It’s mind boggling to see high ratings for this hole of a place. When I first moved back home, a friend who knew I enjoyed tea suggested we try this place. She drove, since I don’t and parking around here is complete insanity. We finally found a spot and had a long, cold walk to the place. When we arrived, I thought it was a derelict store front in a condemned building and we’d somehow missed the tea room. Nope-this was the place.
The drinking/dining area was not much bigger than a tiny dining area in a private home. It was dim, dark and not at all inviting. Part of the low light stemmed from the unclean front window, the rest from the poor output of low wattage bulbs and heavy, dirty window covering. There were 3 tables vacant (3 tables PERIOD) but was no one at the counter to help us. There was an old dresser covered in dirty, tatty linens which served as an open display case for some wretched looking pastries on mismatched crockery. We did not know if we should seat ourselves or stand at the counter until someone came out to instruct us. I just wanted to get out of there but my friend was cold and said she wanted to try the house chai to warm up.
After about 5 minutes, a sullen and unhealthy looking woman with a runny nose and an oversized wool cap came out, seated herself behind the counter and ignored us pointedly. I poked my friend to signal ’let’s go,’ but she greeted the woman and asked if the shop was open. The young woman said nothing but handed us a menu.
We took a seat at a table with a dirty glass top. My friend said we should order a pot of the house chai and get some cookies or pastry. I pointed to the limp looking stuff we’d seen earlier and raised my eyebrows to indicate “really?!” The counter person, now really bored, must have been watching us and said, ’everything’s vegan.’ That would not begin to account for why the baked goods looked so shop worn.

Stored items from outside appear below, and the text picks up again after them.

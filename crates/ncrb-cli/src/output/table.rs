use ncrb_core::model::{DocumentTables, LongRecord};
use ncrb_core::summary::{BatchSummary, DocumentStatus};

pub fn format_documents(documents: &[DocumentTables]) -> String {
    let mut out = String::new();

    for (i, doc) in documents.iter().enumerate() {
        if i > 0 {
            out.push('\n');
        }
        let year = doc
            .year
            .map(|y| y.to_string())
            .unwrap_or_else(|| "unknown year".into());
        out.push_str(&format!("=== {} ({}) ===\n", doc.source, year));

        for section in &doc.sections {
            if !section.found {
                out.push_str(&format!("\n  {}  not found\n", section.label));
                continue;
            }
            let marker = if section.consolidate { "" } else { " (not consolidated)" };
            out.push_str(&format!(
                "\n  {}  {} row(s){}\n",
                section.label,
                section.rows.len(),
                marker
            ));
            if !section.terminated {
                out.push_str("  no terminator found, read to end of document\n");
            }
            if section.rows.is_empty() {
                continue;
            }

            let max_name = section
                .rows
                .iter()
                .map(|r| r.entity.len())
                .max()
                .unwrap_or(10)
                .max(8);
            out.push_str(&format!(
                "  {:>4}  {:<width$}  {:>10}  {:>8}  {:>12}  {:>8}\n",
                "#",
                "State/UT",
                "Suicides",
                "Share %",
                "Population",
                "Rate",
                width = max_name
            ));
            for row in &section.rows {
                out.push_str(&format!(
                    "  {:>4}  {:<width$}  {:>10}  {:>8}  {:>12}  {:>8}\n",
                    row.serial,
                    row.entity,
                    row.num_suicides,
                    row.pct_share,
                    row.population,
                    row.rate,
                    width = max_name
                ));
            }
            if !section.skipped.is_empty() {
                out.push_str(&format!(
                    "  {} fragment(s) skipped\n",
                    section.skipped.len()
                ));
            }
        }
    }

    out
}

pub fn format_records(records: &[LongRecord]) -> String {
    let max_entity = records
        .iter()
        .map(|r| r.entity.len())
        .max()
        .unwrap_or(10)
        .max(6);

    let mut out = format!(
        "{:<4}  {:<width$}  {:<30}  {:>12}  {}\n",
        "Year",
        "Entity",
        "Category",
        "Value",
        "Unit",
        width = max_entity
    );
    for r in records {
        let year = r.year.map(|y| y.to_string()).unwrap_or_else(|| "-".into());
        let value = r.value.map(|v| v.to_string()).unwrap_or_else(|| "-".into());
        out.push_str(&format!(
            "{:<4}  {:<width$}  {:<30}  {:>12}  {}\n",
            year,
            r.entity,
            r.category.to_string(),
            value,
            r.unit,
            width = max_entity
        ));
    }
    out
}

pub fn format_raw_rows(rows: &[Vec<&str>]) -> String {
    let columns = rows.iter().map(Vec::len).max().unwrap_or(0);
    let widths: Vec<usize> = (0..columns)
        .map(|c| {
            rows.iter()
                .filter_map(|r| r.get(c))
                .map(|cell| cell.len())
                .max()
                .unwrap_or(0)
        })
        .collect();

    let mut out = String::new();
    for row in rows {
        let cells: Vec<String> = row
            .iter()
            .zip(&widths)
            .map(|(cell, w)| format!("{:<w$}", cell, w = *w))
            .collect();
        out.push_str(cells.join(" | ").trim_end());
        out.push('\n');
    }
    out
}

/// Batch report on stderr, so stdout stays clean for the dataset.
pub fn print_summary(summary: &BatchSummary) {
    eprintln!(
        "\n{} document(s), {} row(s) extracted, {} record(s) written",
        summary.documents.len(),
        summary.rows_extracted(),
        summary.records
    );

    let skipped = summary.fragments_skipped();
    if skipped > 0 {
        eprintln!("  {skipped} unparseable fragment(s) skipped");
    }

    if summary.documents_empty() > 0 {
        eprintln!("  {} document(s) without rows:", summary.documents_empty());
        for doc in &summary.documents {
            if doc.status == DocumentStatus::Empty {
                eprintln!("    {}", doc.source);
            }
        }
    }

    if summary.documents_failed() > 0 {
        eprintln!("  {} document(s) failed:", summary.documents_failed());
        for doc in &summary.documents {
            if let DocumentStatus::Failed { ref reason } = doc.status {
                eprintln!("    {}: {}", doc.source, reason);
            }
        }
    }

    if !summary.duplicates.is_empty() {
        eprintln!(
            "  {} duplicate key(s) across inputs:",
            summary.duplicates.len()
        );
        for key in summary.duplicates.iter().take(10) {
            eprintln!("    {key}");
        }
        if summary.duplicates.len() > 10 {
            eprintln!("    ... and {} more", summary.duplicates.len() - 10);
        }
    }
    if summary.dropped_duplicates > 0 {
        eprintln!(
            "  {} duplicate record(s) dropped",
            summary.dropped_duplicates
        );
    }
}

Since we clearly were not going to be waited on, my friend went back to the counter, ordered a pot of chai, a slice of banana bread and peanut butter cookies. She was told where to find cups, plates, napkins, utensils and saucers for the table. I asked for a glass of water and had a carafe pointed out. I grabbed it along with a napkin and used the wetted napkin to clean and then dry the glass table top. The white napkin came away deep grey.
As we sat and waited, wondering if we would have to make our own chai as well, another person came in and was greeted happily by the counter woman. Apparently, in addition to being a tea room, there was also a massage therapist doing business in this space. The customer was waiting for her massage appointment and chatted animatedly with the suddenly pleasant counter person.
At least 15 minutes went by before we were told our chai was up. The woman made no motion to bring it to our table. My friend got it and then inquired about our pastry and cookies. A grimy hand pointed to the dresser, which held neither banana bread or cookies on display. I said there was nothing there that we had ordered and was told, “Gee, that’s too bad. It’s all vegan.”
The tea pot had seen better days, but the chai was hot. There was no milk in it or any sweetner and neither of us saw anything like that out for use. By then, the newest customer had disappeared somewhere for her massage and the counter person seemed absent as well. I asked my friend how much she wanted this tea. She looked at me and agreed that we should leave. I put the price of the tea on the counter, did not leave a tip and we left. Our hands were dirty from everything we’d touched. The board of health should close this place down. We walked over to another little restaurant, Honey’s Sit N’ Eat, not too far from Random, washed our hands thoroughly, had a big, satisfying breakfast and a large pot of perfectly ordinary but very warming black tea with milk and sugar.